Luhrmann’s casting choices for the three main roles have now been revealed, however, and they are rather intriguing. Tobey Maguire will play Nick Carraway, which I can’t really see myself, but after Maguire’s eye-opening performance in “Brothers” last year, it may turn out that his “Spider-Man” days really were oppressing his true talents. The tricky role of Gatsby himself falls to Leonardo DiCaprio, unsurprisingly given his previous collaboration with Luhrmann. This I think could work; earlier in the 2000’s I would’ve said you were nuts, that DiCaprio could pull off the pretty boy aspects of Gatsby but would have none of his suppressed menace – but recently his work in “The Departed” and especially “Revolutionary Road” make me think that he could pull the role off quite well. He certainly has an edge now that I don’t think Robert Redford ever did.
And then there’s Daisy. How the hell do you decide who to cast in this role? It has to be someone that makes you believe how Gatsby could turn her into the dream girl, the perfect woman; but then she also has to be human, to prevent the audience from falling into the same trap. Mia Farrow performed the task admirably in the older version (indeed, she was one of the better parts of that film), though I always thought she made Daisy a little too frail for my taste. Who did Luhrmann pick for this go-around? Carey Mulligan.

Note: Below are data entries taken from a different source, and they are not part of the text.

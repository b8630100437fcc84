use crate::commands::Command;
use crate::device::SnifferTransport;
use crate::error::BringUpError;
use byteorder::{ByteOrder, LittleEndian};
use log::{debug, info, warn};
use std::fmt::{Display, Formatter};
use strum::Display as StrumDisplay;

pub const IDENTITY_LENGTH: usize = 32;
pub const DEFAULT_POWER: u8 = 0x04;
pub const DEFAULT_POWER_RETRIES: u32 = 10;

// Channels 37, 38 and 39 are the BLE advertising channels.
pub const DEFAULT_CHANNEL: u16 = 37;

/// The steps of the bring-up sequence, in the order they're executed.
#[derive(Copy, Clone, Debug, PartialEq, Eq, StrumDisplay)]
pub enum BringUpStep {
    Identify,
    Claim,
    PowerSet,
    VendorInit,
    ChannelSet,
    StartCapture,
}

#[derive(Copy, Clone, Debug, PartialEq, Eq, StrumDisplay)]
#[strum(serialize_all = "lowercase")]
pub enum ChannelByte {
    Low,
    High,
}

impl ChannelByte {
    pub fn index(&self) -> u16 {
        match self {
            ChannelByte::Low => 0,
            ChannelByte::High => 1,
        }
    }
}

/// What the last power poll produced, kept so a failed confirmation can say why.
#[derive(Copy, Clone, Debug, PartialEq, Eq)]
pub enum PowerReadback {
    NotPolled,
    Empty,
    Value(u8),
    Transfer(rusb::Error),
}

impl Display for PowerReadback {
    fn fmt(&self, f: &mut Formatter<'_>) -> std::fmt::Result {
        match self {
            PowerReadback::NotPolled => write!(f, "nothing (no polls allowed)"),
            PowerReadback::Empty => write!(f, "an empty response"),
            PowerReadback::Value(value) => write!(f, "{:#04x}", value),
            PowerReadback::Transfer(error) => write!(f, "transfer error ({})", error),
        }
    }
}

#[derive(Debug, Clone, PartialEq, Eq)]
pub struct BringUpConfig {
    pub power: u8,
    pub power_retries: u32,
    pub channel: u16,
    pub interface: u8,
    pub configuration: u8,
}

impl Default for BringUpConfig {
    fn default() -> Self {
        Self {
            power: DEFAULT_POWER,
            power_retries: DEFAULT_POWER_RETRIES,
            channel: DEFAULT_CHANNEL,
            interface: 0,
            configuration: 1,
        }
    }
}

/// A device which made it through bring-up, and is now streaming frames.
#[derive(Debug, Clone, PartialEq, Eq)]
pub struct Capturing {
    pub identity: Vec<u8>,
    pub power: u8,
    pub power_polls: u32,
    pub channel: u16,
}

// These only need the transport primitives, so anything implementing SnifferTransport gets them.
pub trait SnifferCommands: SnifferTransport {
    fn get_identity(&mut self) -> Result<Vec<u8>, rusb::Error> {
        let identity =
            self.read_control(Command::GetIdentity.request(), 0, 0, IDENTITY_LENGTH)?;
        if !identity.is_empty() {
            info!("IDENT: {:02X?}", identity);
        }
        Ok(identity)
    }

    /// Writes the power level, then polls it back up to `retries` times. Returns the number
    /// of polls it took to see the requested value.
    fn set_power(&mut self, power: u8, retries: u32) -> Result<u32, BringUpError> {
        // The result of the write isn't trusted either way, the read back decides.
        if let Err(e) = self.write_control(Command::SetPower.request(), 0, power as u16, &[]) {
            warn!("Power write returned {}, waiting for the read back anyway", e);
        }

        let mut last = PowerReadback::NotPolled;
        let mut polls = 0;
        while polls < retries {
            polls += 1;
            match self.read_control(Command::GetPower.request(), 0, 0, 1) {
                Ok(data) => match data.first() {
                    Some(&value) if value == power => {
                        debug!("Power {:#04x} confirmed on poll {}", power, polls);
                        return Ok(polls);
                    }
                    Some(&value) => last = PowerReadback::Value(value),
                    None => last = PowerReadback::Empty,
                },
                Err(e) => {
                    last = PowerReadback::Transfer(e);
                    break;
                }
            }
        }

        Err(BringUpError::PowerNotConfirmed {
            requested: power,
            polls,
            last,
        })
    }

    fn vendor_init(&mut self) -> Result<(), rusb::Error> {
        self.write_control(Command::VendorInit.request(), 0, 0, &[])
    }

    fn set_channel(&mut self, channel: u16) -> Result<(), BringUpError> {
        let mut bytes = [0; 2];
        LittleEndian::write_u16(&mut bytes, channel);

        for (byte, value) in [(ChannelByte::Low, bytes[0]), (ChannelByte::High, bytes[1])] {
            self.write_control(Command::SetChannel.request(), 0, byte.index(), &[value])
                .map_err(|source| BringUpError::ChannelWriteError {
                    channel,
                    byte,
                    source,
                })?;
        }
        Ok(())
    }

    fn start_capture(&mut self) -> Result<(), rusb::Error> {
        self.write_control(Command::StartCapture.request(), 0, 0, &[])
    }

    fn stop_capture(&mut self) -> Result<(), rusb::Error> {
        self.write_control(Command::StopCapture.request(), 0, 0, &[])
    }

    /// Runs the full initialisation sequence. Every step runs once, in order, and the
    /// first fatal failure ends it.
    fn bring_up(&mut self, config: &BringUpConfig) -> Result<Capturing, BringUpError> {
        debug!("{}: Reading device identity", BringUpStep::Identify);
        let identity = self
            .get_identity()
            .map_err(BringUpError::IdentityReadError)?;

        debug!("{}: Claiming interface {}", BringUpStep::Claim, config.interface);
        self.claim_interface(config.interface)
            .map_err(|source| BringUpError::ClaimFailed {
                interface: config.interface,
                source,
            })?;

        // Some platforms already have the right configuration active and refuse to set it again.
        if let Err(e) = self.set_active_configuration(config.configuration) {
            warn!(
                "Unable to set configuration {}, continuing: {}",
                config.configuration, e
            );
        }

        debug!("{}: Setting power to {:#04x}", BringUpStep::PowerSet, config.power);
        let power_polls = self.set_power(config.power, config.power_retries)?;

        debug!("{}: Sending vendor initialisation", BringUpStep::VendorInit);
        self.vendor_init().map_err(BringUpError::VendorInitError)?;

        debug!("{}: Tuning to channel {}", BringUpStep::ChannelSet, config.channel);
        self.set_channel(config.channel)?;

        debug!("{}: Starting capture", BringUpStep::StartCapture);
        self.start_capture()
            .map_err(BringUpError::StartCaptureError)?;

        info!(
            "Sniffer capturing on channel {} (power {:#04x})",
            config.channel, config.power
        );

        Ok(Capturing {
            identity,
            power: config.power,
            power_polls,
            channel: config.channel,
        })
    }
}

impl<T: SnifferTransport + ?Sized> SnifferCommands for T {}
use clap::CommandFactory;
use clap_complete::{generate_to, Shell};
use std::env;
use std::io::Error;

include!("src/cli.rs");

// Shell completions for ccsniff end up in OUT_DIR, ready for packaging.
fn main() -> Result<(), Error> {
    let Some(outdir) = env::var_os("OUT_DIR") else {
        return Ok(());
    };
    println!("cargo:rerun-if-changed=src/cli.rs");

    let mut command = Cli::command();
    for shell in Shell::value_variants() {
        generate_to(*shell, &mut command, "ccsniff", &outdir)?;
    }
    Ok(())
}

First reaction: huh? Isn’t she significantly younger than DiCaprio? How do you make that work? But, with an assist from this still, which Luhrmann apparently took himself at the first workshops for the film that took place this week, I’m starting to come around to the idea:
Hmmmm. I’m liking the glamor, the aloof but independent look. This could be a real opportunity for Mulligan to show why she’s one of our most promising young actresses by playing totally against her “An Education” type. The movie will start filming early next year, no word yet on a release date. I’m still not sold on the project, but Mulligan’s involvement means that I’m going to at least keep a close eye on any further developments.